The extent and depth of the teaching of the Second Vatican Council call for a renewed commitment to deeper study in order to reveal clearly the Council’s continuity with Tradition, especially in points of doctrine which, perhaps because they are new, have not yet been well understood by some sections of the Church.

The Holy Father is clearly using “new” in the sense in which the New Testament was “new,” or the indwelling of the Holy Spirit was “new,” or the inclusion of Gentiles into Christianity was “new.” In none of these cases was the “newness” a corruption of what came before; rather it was a development. And in each case there was much misunderstanding and dissension, and accusations that the “new” doctrine had forsaken the “old” ways. Secondly, Pope John Paul II refers to “points of doctrine,” not “doctrines” per se — which cannot happen, as all dogmatic doctrines are received from the apostles, and cannot be changed. He writes about “the Council’s continuity with Tradition.” He doesn’t see any discontinuity.

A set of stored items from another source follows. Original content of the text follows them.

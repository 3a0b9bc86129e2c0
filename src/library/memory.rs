//! In-memory media source.
//!
//! Behaves like the Photos Library date filter: an item is returned when
//! its creation date falls between the calendar dates of the request bounds,
//! inclusive. Items whose creation time does not parse are always returned,
//! mirroring a service that hands back malformed records.

use std::cell::RefCell;

use chrono::{DateTime, NaiveDate, Utc};

use super::source::{MediaSource, PageVisitor, SearchRequest};
use super::{LibraryError, MediaItem};
use crate::signal::ShutdownHandler;

/// A [`MediaSource`] backed by a fixed list of items.
#[derive(Debug, Default)]
pub struct InMemorySource {
    items: Vec<MediaItem>,
    page_size: usize,
    requests: RefCell<Vec<SearchRequest>>,
}

impl InMemorySource {
    /// Create a source serving `items` in the given order.
    #[must_use]
    pub fn new(items: Vec<MediaItem>) -> Self {
        Self {
            items,
            page_size: 100,
            requests: RefCell::new(Vec::new()),
        }
    }

    /// Split results into pages of `page_size` items.
    #[must_use]
    pub fn with_page_size(mut self, page_size: usize) -> Self {
        self.page_size = page_size.max(1);
        self
    }

    /// Every request received so far, oldest first.
    #[must_use]
    pub fn requests(&self) -> Vec<SearchRequest> {
        self.requests.borrow().clone()
    }

    /// Number of searches issued against this source.
    #[must_use]
    pub fn query_count(&self) -> usize {
        self.requests.borrow().len()
    }

    fn matches(item: &MediaItem, first: NaiveDate, last: NaiveDate) -> bool {
        match DateTime::parse_from_rfc3339(&item.media_metadata.creation_time) {
            Ok(created) => {
                let date = created.with_timezone(&Utc).date_naive();
                date >= first && date <= last
            }
            Err(_) => true,
        }
    }
}

impl MediaSource for InMemorySource {
    fn search(
        &self,
        request: &SearchRequest,
        cancel: &ShutdownHandler,
        visit: &mut PageVisitor<'_>,
    ) -> Result<(), LibraryError> {
        self.requests.borrow_mut().push(*request);

        let first = request.start.date_naive();
        let last = request.end.date_naive();
        let hits: Vec<MediaItem> = self
            .items
            .iter()
            .filter(|item| Self::matches(item, first, last))
            .cloned()
            .collect();

        for page in hits.chunks(self.page_size) {
            if cancel.is_shutdown_requested() {
                return Err(LibraryError::Cancelled);
            }
            visit(page.to_vec())?;
        }
        Ok(())
    }
}
//! Application configuration management.
//!
//! Settings are layered, later sources winning:
//!
//! 1. Built-in defaults
//! 2. `config.toml` (platform config directory, or `--config`)
//! 3. `ARMPUP_*` environment variables (e.g. `ARMPUP_PAGE_SIZE=50`)
//! 4. Command-line flags
//!
//! # Example
//!
//! ```toml
//! page_size = 100
//! request_timeout_secs = 30
//! recursive = false
//! skip_hidden = true
//! format = "html"
//! open_report = false
//! ```

use std::path::{Path, PathBuf};

use figment::providers::{Env, Format, Serialized, Toml};
use figment::Figment;
use serde::{Deserialize, Serialize};

use crate::cli::{CheckArgs, ReportFormat};
use crate::library::google::{DEFAULT_API_BASE, DEFAULT_TIMEOUT_SECS, MAX_PAGE_SIZE};

/// Prefix of environment variables read into the configuration.
pub const ENV_PREFIX: &str = "ARMPUP_";

/// Application configuration.
#[derive(Debug, Clone, PartialEq, Eq, Serialize, Deserialize)]
#[serde(default)]
pub struct Config {
    /// Override for the OAuth credential cache directory.
    #[serde(skip_serializing_if = "Option::is_none")]
    pub cache_dir: Option<PathBuf>,
    /// Root URL of the Photos Library API.
    pub api_base_url: String,
    /// Items requested per search page.
    pub page_size: u32,
    /// HTTP timeout for each request.
    pub request_timeout_secs: u64,
    /// Check subdirectories too.
    pub recursive: bool,
    /// Skip hidden files and directories.
    pub skip_hidden: bool,
    /// Report format.
    pub format: ReportFormat,
    /// Open the report in a browser when done.
    pub open_report: bool,
}

impl Default for Config {
    fn default() -> Self {
        Self {
            cache_dir: None,
            api_base_url: DEFAULT_API_BASE.to_string(),
            page_size: MAX_PAGE_SIZE,
            request_timeout_secs: DEFAULT_TIMEOUT_SECS,
            recursive: false,
            skip_hidden: false,
            format: ReportFormat::Html,
            open_report: false,
        }
    }
}

/// Errors raised while loading configuration.
#[derive(thiserror::Error, Debug)]
pub enum ConfigError {
    /// A source could not be read or did not match the schema.
    #[error("Failed to load configuration: {0}")]
    Load(#[from] Box<figment::Error>),

    /// A value is outside its allowed range.
    #[error("Invalid configuration value for '{field}': {message}")]
    Invalid {
        field: &'static str,
        message: String,
    },
}

impl Config {
    /// Load configuration from `path` (if given) or the default location.
    ///
    /// A missing default file is not an error; a missing explicit file is.
    ///
    /// # Errors
    ///
    /// Returns [`ConfigError`] if a source fails to parse or a value is invalid.
    pub fn load(path: Option<&Path>) -> Result<Self, ConfigError> {
        match path {
            Some(path) if !path.exists() => Err(ConfigError::Invalid {
                field: "config",
                message: format!("file not found: {}", path.display()),
            }),
            Some(path) => Self::load_from_path(path),
            None => match crate::paths::default_config_file() {
                Ok(path) => Self::load_from_path(&path),
                Err(e) => {
                    log::debug!("No default config location, using defaults: {}", e);
                    Self::from_figment(Self::figment(None))
                }
            },
        }
    }

    /// Load configuration layered over the TOML file at `path`.
    ///
    /// # Errors
    ///
    /// Returns [`ConfigError`] if a source fails to parse or a value is invalid.
    pub fn load_from_path(path: &Path) -> Result<Self, ConfigError> {
        log::debug!("Loading configuration from {}", path.display());
        Self::from_figment(Self::figment(Some(path)))
    }

    fn figment(path: Option<&Path>) -> Figment {
        let mut figment = Figment::from(Serialized::defaults(Config::default()));
        if let Some(path) = path {
            figment = figment.merge(Toml::file(path));
        }
        figment.merge(Env::prefixed(ENV_PREFIX))
    }

    fn from_figment(figment: Figment) -> Result<Self, ConfigError> {
        let config: Config = figment.extract().map_err(Box::new)?;
        config.validate()?;
        Ok(config)
    }

    /// Check value ranges.
    ///
    /// # Errors
    ///
    /// Returns [`ConfigError::Invalid`] for the first bad value.
    pub fn validate(&self) -> Result<(), ConfigError> {
        if self.page_size == 0 || self.page_size > MAX_PAGE_SIZE {
            return Err(ConfigError::Invalid {
                field: "page_size",
                message: format!("must be between 1 and {MAX_PAGE_SIZE}, got {}", self.page_size),
            });
        }
        if self.request_timeout_secs == 0 {
            return Err(ConfigError::Invalid {
                field: "request_timeout_secs",
                message: "must be greater than zero".to_string(),
            });
        }
        if !(self.api_base_url.starts_with("https://") || self.api_base_url.starts_with("http://")) {
            return Err(ConfigError::Invalid {
                field: "api_base_url",
                message: format!("not an http(s) URL: {}", self.api_base_url),
            });
        }
        Ok(())
    }

    /// Apply flags from the `check` subcommand on top of this configuration.
    pub fn apply_check_args(&mut self, args: &CheckArgs) {
        if let Some(format) = args.format {
            self.format = format;
        }
        if let Some(page_size) = args.page_size {
            self.page_size = page_size;
        }
        self.recursive |= args.recursive;
        self.skip_hidden |= args.skip_hidden;
        self.open_report |= args.open;
    }
}

#[cfg(test)]
mod tests {
    use super::*;

    #[test]
    fn test_defaults_are_valid() {
        let config = Config::default();
        assert!(config.validate().is_ok());
        assert_eq!(config.page_size, 100);
        assert_eq!(config.format, ReportFormat::Html);
    }

    #[test]
    fn test_validate_page_size() {
        let config = Config {
            page_size: 0,
            ..Default::default()
        };
        assert!(matches!(
            config.validate(),
            Err(ConfigError::Invalid { field: "page_size", .. })
        ));
    }

    #[test]
    fn test_validate_api_base() {
        let config = Config {
            api_base_url: "ftp://example.com".to_string(),
            ..Default::default()
        };
        assert!(config.validate().is_err());
    }

    #[test]
    fn test_apply_check_args() {
        let mut config = Config::default();
        let args = CheckArgs {
            path: PathBuf::from("/photos"),
            format: Some(ReportFormat::Json),
            output_file: None,
            open: true,
            recursive: false,
            skip_hidden: true,
            page_size: Some(25),
        };
        config.apply_check_args(&args);

        assert_eq!(config.format, ReportFormat::Json);
        assert_eq!(config.page_size, 25);
        assert!(config.open_report);
        assert!(config.skip_hidden);
        assert!(!config.recursive);
    }
}
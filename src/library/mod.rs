//! Remote photo library access.
//!
//! This module provides the timestamp-indexed lookup over a remote photo
//! library and the sources it queries.
//!
//! # Architecture
//!
//! * [`cache`]: the day-bucketed lookup cache ([`DayCache`]).
//! * [`day`]: the [`DayKey`] bucketing type and instant comparison.
//! * [`item`]: the [`MediaItem`] record returned by the service.
//! * [`source`]: the [`MediaSource`] trait the cache queries on a miss.
//! * [`google`]: the Photos Library API implementation of [`MediaSource`].
//! * [`memory`]: an in-memory [`MediaSource`] for tests and benchmarks.

pub mod cache;
pub mod day;
pub mod google;
pub mod item;
pub mod memory;
pub mod source;

pub use cache::{CacheStats, DayCache};
pub use day::{instant_key, DayKey};
pub use google::GooglePhotosClient;
pub use item::{MediaItem, MediaMetadata};
pub use memory::InMemorySource;
pub use source::{MediaSource, PageVisitor, SearchRequest};

/// Errors raised while querying the remote library.
///
/// Every variant is fatal to the lookup that triggered it. A lookup that
/// simply finds nothing is not an error.
#[derive(thiserror::Error, Debug)]
pub enum LibraryError {
    /// The HTTP request could not be sent or its body could not be read.
    #[error("Request to Photos Library API failed: {0}")]
    Http(#[from] reqwest::Error),

    /// The service answered with a non-success status.
    #[error("Photos Library API returned status {code}: {body}")]
    Status {
        /// HTTP status code
        code: u16,
        /// Response body, kept for diagnostics
        body: String,
    },

    /// The service answered with a body that could not be decoded.
    #[error("Unexpected response body from Photos Library API: {source}")]
    UnexpectedBody {
        /// Raw response body
        body: String,
        /// The decoding error
        #[source]
        source: serde_json::Error,
    },

    /// A returned item carried a creation time that is not RFC 3339.
    #[error("Invalid creation time '{value}' on media item '{id}': {source}")]
    InvalidTimestamp {
        /// Id of the offending item
        id: String,
        /// The raw creation time
        value: String,
        /// The parse error
        #[source]
        source: chrono::ParseError,
    },

    /// The search was cancelled through the shutdown handler.
    #[error("Remote search cancelled")]
    Cancelled,
}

  1. The council of Jerusalem (Acts 15) dealt with the Judaizers. There had been some confusion and “ambiguity,” just as with the reception of the teachings of Vatican II. What caused that confusion? The proclamation of the gospel itself? Paul’s preaching? Peter’s preaching? The problem was primarily in the hearers. Misunderstanding requires clarification. That doesn’t prove that the original teaching was faulty or deficient.
  1. Jesus, too, found Himself confronted with opposition from the Pharisees to His teaching, which was an expansion and new application (see Matthew 5:17-20) of what came before (a development), but different enough so that the Pharisees deemed it to be a corruption. He gave the following parable to illustrate the “new” perspective of the new covenant:

“No one tears a piece from a new garment and puts it upon an old garment; if he does, he will tear the new, and the piece from the new will not match the old. And no one puts new wine into old wineskins; if he does, the new wine will burst the skins and it will be spilled, and the skins will be destroyed. But new wine must be put into fresh wineskins. And no one after drinking old wine desires new; for he says, ‘The old is good.’ “ (Luke 5:36-39)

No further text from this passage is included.